WHAT THE TASK REQUIRES - When the string "handle" occurs in a line of the records, show that line.

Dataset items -
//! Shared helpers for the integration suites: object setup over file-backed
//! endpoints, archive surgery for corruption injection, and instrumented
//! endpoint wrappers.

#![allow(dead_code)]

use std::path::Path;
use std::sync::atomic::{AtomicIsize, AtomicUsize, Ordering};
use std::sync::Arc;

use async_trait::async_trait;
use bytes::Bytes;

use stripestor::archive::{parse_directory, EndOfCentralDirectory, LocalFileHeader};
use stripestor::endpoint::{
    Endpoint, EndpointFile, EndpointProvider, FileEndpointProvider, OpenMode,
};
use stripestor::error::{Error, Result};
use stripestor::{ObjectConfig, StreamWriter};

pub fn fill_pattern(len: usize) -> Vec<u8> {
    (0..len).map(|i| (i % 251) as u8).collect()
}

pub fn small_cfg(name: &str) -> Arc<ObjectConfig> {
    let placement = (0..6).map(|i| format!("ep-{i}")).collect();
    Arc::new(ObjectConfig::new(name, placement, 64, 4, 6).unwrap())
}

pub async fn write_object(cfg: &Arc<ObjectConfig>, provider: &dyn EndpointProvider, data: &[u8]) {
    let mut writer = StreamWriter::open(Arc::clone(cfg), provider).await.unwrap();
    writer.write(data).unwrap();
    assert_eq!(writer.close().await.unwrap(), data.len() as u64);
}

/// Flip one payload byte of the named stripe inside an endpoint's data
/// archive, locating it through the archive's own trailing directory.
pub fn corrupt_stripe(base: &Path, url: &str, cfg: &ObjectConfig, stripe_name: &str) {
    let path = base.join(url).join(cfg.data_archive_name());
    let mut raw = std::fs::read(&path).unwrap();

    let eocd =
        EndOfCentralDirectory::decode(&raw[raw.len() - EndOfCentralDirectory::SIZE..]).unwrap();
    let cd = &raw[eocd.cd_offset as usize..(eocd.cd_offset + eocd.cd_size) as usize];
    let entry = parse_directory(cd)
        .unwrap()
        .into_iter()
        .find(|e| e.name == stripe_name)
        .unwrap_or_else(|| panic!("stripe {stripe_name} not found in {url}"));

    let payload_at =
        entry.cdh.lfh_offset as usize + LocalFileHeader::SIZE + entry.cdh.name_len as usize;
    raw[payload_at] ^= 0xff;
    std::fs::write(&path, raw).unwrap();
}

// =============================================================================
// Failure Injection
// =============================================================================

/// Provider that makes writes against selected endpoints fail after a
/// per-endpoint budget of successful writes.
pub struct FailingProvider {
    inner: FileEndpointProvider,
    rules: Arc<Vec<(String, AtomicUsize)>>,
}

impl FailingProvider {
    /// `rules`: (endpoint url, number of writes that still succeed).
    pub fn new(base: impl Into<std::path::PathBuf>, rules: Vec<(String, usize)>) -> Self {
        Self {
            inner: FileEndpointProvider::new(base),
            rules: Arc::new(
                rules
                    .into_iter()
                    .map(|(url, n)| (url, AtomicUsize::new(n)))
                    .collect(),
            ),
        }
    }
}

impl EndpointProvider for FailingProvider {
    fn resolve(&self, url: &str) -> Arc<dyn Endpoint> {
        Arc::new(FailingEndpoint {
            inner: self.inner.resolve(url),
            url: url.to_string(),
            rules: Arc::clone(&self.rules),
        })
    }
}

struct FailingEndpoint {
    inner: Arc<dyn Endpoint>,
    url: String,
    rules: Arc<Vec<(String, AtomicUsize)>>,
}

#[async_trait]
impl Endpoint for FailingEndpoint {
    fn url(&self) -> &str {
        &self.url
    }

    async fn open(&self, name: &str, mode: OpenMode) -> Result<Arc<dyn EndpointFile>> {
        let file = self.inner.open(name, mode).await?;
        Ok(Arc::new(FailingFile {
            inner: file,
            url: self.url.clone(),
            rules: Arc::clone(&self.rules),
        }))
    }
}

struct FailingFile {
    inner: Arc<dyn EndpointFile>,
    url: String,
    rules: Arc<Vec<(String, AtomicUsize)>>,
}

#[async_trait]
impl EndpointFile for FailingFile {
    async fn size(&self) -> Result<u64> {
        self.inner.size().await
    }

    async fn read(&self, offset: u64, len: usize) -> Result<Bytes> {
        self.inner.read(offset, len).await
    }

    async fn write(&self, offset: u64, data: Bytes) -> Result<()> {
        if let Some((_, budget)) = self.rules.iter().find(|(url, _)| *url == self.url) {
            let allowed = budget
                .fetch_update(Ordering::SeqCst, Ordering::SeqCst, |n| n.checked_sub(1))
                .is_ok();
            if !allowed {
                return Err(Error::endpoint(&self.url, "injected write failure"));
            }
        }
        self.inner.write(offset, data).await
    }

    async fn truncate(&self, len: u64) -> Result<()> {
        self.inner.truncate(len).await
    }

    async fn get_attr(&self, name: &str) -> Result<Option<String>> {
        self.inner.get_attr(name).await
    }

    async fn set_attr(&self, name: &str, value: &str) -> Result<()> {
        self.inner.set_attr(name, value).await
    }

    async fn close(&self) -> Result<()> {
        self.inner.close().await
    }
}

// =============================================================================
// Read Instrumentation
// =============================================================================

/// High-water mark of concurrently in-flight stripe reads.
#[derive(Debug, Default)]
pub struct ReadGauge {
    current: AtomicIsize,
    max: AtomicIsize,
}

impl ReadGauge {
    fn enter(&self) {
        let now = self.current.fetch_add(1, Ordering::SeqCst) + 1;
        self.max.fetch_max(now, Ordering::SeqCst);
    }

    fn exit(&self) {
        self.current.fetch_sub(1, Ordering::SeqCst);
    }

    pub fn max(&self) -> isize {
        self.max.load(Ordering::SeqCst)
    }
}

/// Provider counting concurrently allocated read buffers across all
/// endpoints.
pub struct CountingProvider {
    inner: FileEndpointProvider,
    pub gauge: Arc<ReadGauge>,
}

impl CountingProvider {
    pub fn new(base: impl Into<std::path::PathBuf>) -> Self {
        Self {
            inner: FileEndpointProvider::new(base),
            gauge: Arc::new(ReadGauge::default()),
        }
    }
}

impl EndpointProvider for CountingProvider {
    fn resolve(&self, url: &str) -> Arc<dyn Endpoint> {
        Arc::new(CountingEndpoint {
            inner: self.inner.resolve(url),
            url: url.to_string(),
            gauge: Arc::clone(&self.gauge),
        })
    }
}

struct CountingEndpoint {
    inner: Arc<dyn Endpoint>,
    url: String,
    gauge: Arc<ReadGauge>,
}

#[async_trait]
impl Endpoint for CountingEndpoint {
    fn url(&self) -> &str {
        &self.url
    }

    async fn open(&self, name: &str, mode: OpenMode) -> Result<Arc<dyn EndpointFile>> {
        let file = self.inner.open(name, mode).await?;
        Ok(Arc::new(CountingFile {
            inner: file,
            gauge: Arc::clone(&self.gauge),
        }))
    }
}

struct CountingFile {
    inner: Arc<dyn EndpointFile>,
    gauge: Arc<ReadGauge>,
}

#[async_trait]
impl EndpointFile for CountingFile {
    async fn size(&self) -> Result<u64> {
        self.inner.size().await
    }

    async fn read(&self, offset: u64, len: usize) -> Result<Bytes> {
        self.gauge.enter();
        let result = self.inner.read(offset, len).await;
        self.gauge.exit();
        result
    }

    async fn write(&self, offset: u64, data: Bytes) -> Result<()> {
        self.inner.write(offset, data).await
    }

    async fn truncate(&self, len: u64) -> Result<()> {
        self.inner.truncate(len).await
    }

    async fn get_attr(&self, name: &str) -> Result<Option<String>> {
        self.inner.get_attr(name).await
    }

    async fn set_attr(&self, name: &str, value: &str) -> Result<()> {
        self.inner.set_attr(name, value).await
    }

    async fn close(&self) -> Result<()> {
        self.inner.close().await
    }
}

--

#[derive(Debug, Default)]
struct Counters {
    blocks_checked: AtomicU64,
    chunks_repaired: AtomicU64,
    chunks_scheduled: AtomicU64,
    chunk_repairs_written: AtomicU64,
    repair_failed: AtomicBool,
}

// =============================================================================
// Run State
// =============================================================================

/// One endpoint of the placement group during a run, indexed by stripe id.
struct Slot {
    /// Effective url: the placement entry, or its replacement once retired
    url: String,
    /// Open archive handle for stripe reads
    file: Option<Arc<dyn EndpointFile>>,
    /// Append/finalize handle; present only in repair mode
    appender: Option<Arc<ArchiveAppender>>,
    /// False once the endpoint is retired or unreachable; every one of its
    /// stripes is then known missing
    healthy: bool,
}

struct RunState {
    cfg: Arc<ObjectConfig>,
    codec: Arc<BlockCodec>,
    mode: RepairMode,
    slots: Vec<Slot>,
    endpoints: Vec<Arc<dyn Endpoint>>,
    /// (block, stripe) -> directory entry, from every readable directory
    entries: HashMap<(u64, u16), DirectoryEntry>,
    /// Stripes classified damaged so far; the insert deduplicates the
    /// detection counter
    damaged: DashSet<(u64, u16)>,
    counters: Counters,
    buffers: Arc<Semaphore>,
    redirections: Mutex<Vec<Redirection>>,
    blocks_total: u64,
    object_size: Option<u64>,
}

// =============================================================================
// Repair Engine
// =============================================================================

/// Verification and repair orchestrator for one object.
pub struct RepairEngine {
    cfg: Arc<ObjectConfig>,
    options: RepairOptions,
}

---

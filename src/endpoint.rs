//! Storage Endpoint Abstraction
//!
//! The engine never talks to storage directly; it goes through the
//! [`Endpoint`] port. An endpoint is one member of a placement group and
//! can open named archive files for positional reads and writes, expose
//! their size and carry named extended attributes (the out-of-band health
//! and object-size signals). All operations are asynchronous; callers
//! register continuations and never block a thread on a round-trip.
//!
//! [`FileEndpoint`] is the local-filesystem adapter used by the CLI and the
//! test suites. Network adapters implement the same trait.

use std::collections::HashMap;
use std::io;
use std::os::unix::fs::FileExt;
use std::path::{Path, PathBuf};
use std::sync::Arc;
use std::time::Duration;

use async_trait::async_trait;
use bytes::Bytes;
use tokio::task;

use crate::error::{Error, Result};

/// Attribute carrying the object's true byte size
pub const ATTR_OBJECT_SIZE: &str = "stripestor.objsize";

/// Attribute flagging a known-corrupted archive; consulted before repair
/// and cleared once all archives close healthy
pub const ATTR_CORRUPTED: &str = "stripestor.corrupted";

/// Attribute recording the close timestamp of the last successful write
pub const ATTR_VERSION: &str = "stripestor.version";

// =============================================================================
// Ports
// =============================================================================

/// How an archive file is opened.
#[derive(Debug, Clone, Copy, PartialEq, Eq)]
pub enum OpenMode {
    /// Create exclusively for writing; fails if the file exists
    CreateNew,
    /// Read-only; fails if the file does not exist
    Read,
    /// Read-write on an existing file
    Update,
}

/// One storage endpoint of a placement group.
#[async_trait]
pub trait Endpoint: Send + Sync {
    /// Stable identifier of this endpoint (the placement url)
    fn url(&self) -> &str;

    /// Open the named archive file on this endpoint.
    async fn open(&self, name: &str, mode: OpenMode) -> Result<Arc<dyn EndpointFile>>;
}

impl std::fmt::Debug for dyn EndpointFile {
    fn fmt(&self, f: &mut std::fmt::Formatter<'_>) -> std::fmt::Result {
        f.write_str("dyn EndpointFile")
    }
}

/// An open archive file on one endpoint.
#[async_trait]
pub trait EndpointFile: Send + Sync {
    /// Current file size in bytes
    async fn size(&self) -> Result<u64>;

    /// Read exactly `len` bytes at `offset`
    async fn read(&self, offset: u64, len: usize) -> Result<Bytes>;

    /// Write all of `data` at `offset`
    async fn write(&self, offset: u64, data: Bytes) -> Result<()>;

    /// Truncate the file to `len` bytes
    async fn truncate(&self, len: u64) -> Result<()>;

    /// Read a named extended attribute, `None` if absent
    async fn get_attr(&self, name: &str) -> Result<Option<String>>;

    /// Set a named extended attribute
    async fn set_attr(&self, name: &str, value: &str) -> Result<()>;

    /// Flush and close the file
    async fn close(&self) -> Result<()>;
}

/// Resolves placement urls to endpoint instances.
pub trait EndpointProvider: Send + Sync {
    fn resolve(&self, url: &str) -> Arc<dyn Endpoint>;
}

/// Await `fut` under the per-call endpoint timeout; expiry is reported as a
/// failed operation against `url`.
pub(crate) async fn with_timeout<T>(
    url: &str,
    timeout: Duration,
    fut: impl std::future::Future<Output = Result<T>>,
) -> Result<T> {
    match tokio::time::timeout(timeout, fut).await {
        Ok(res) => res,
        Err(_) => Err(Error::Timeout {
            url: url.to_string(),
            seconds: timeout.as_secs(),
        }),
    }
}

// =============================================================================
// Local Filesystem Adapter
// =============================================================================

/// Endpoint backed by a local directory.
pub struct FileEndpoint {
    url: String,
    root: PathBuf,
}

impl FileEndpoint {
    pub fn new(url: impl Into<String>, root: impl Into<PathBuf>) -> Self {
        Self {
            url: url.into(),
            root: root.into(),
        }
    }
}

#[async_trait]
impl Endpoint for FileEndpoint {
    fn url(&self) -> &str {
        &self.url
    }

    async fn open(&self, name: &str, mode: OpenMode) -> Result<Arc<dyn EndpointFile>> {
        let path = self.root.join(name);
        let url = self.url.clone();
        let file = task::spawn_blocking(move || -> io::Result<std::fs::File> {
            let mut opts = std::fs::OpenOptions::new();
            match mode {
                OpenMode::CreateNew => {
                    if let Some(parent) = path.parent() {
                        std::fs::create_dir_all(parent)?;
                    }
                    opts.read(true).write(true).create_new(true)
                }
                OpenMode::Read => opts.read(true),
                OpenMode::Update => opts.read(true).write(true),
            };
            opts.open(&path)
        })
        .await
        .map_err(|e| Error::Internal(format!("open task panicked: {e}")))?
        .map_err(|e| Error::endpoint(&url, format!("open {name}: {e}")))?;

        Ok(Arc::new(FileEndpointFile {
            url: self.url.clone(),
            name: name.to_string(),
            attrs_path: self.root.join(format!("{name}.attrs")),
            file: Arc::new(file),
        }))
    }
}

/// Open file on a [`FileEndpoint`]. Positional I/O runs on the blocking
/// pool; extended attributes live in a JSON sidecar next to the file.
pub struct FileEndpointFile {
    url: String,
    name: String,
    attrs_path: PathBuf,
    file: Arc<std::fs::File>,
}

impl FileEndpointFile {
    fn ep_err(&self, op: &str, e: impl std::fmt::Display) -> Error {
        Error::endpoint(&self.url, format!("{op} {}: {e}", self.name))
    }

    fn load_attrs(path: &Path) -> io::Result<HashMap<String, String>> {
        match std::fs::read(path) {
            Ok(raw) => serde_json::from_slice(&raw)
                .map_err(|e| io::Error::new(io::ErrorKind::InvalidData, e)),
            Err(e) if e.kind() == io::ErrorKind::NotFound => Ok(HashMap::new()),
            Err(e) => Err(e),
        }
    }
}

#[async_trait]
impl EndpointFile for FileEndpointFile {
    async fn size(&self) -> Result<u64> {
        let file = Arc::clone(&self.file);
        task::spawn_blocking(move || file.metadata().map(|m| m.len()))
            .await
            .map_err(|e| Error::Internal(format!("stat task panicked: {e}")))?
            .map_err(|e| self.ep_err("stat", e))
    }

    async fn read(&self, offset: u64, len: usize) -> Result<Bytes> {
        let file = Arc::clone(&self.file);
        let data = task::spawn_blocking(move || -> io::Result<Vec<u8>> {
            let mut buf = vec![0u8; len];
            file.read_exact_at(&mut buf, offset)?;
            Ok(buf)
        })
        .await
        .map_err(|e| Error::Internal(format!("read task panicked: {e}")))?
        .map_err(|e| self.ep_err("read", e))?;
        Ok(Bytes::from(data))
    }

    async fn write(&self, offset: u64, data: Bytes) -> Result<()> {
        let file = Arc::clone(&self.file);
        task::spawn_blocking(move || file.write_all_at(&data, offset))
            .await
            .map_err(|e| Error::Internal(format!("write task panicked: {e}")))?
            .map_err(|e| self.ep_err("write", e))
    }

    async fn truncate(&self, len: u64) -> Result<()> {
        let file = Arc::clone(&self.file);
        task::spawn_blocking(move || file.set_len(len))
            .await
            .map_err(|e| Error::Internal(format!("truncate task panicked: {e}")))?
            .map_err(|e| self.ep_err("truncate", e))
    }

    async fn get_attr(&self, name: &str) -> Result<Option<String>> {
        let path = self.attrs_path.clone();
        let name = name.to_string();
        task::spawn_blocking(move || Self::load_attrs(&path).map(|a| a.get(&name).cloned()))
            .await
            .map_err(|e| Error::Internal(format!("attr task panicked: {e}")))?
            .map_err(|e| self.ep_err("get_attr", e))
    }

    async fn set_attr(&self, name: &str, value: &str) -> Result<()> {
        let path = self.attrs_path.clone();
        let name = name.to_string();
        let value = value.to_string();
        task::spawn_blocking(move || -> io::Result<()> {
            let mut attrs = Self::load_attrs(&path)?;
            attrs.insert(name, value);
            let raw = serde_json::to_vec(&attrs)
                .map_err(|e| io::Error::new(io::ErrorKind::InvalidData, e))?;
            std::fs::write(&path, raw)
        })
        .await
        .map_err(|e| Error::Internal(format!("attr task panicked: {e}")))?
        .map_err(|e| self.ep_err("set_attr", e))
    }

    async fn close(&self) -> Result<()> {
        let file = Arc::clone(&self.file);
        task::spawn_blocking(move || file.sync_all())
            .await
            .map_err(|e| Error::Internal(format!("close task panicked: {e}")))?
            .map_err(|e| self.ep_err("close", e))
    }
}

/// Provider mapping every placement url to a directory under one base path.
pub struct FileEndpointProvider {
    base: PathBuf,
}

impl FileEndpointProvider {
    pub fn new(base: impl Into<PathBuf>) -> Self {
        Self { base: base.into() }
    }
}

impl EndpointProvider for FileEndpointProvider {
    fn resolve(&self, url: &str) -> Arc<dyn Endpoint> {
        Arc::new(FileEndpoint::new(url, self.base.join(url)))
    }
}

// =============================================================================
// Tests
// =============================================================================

RESULT FOR THIS TASK -
    /// Open archive handle for stripe reads
    /// Append/finalize handle; present only in repair mode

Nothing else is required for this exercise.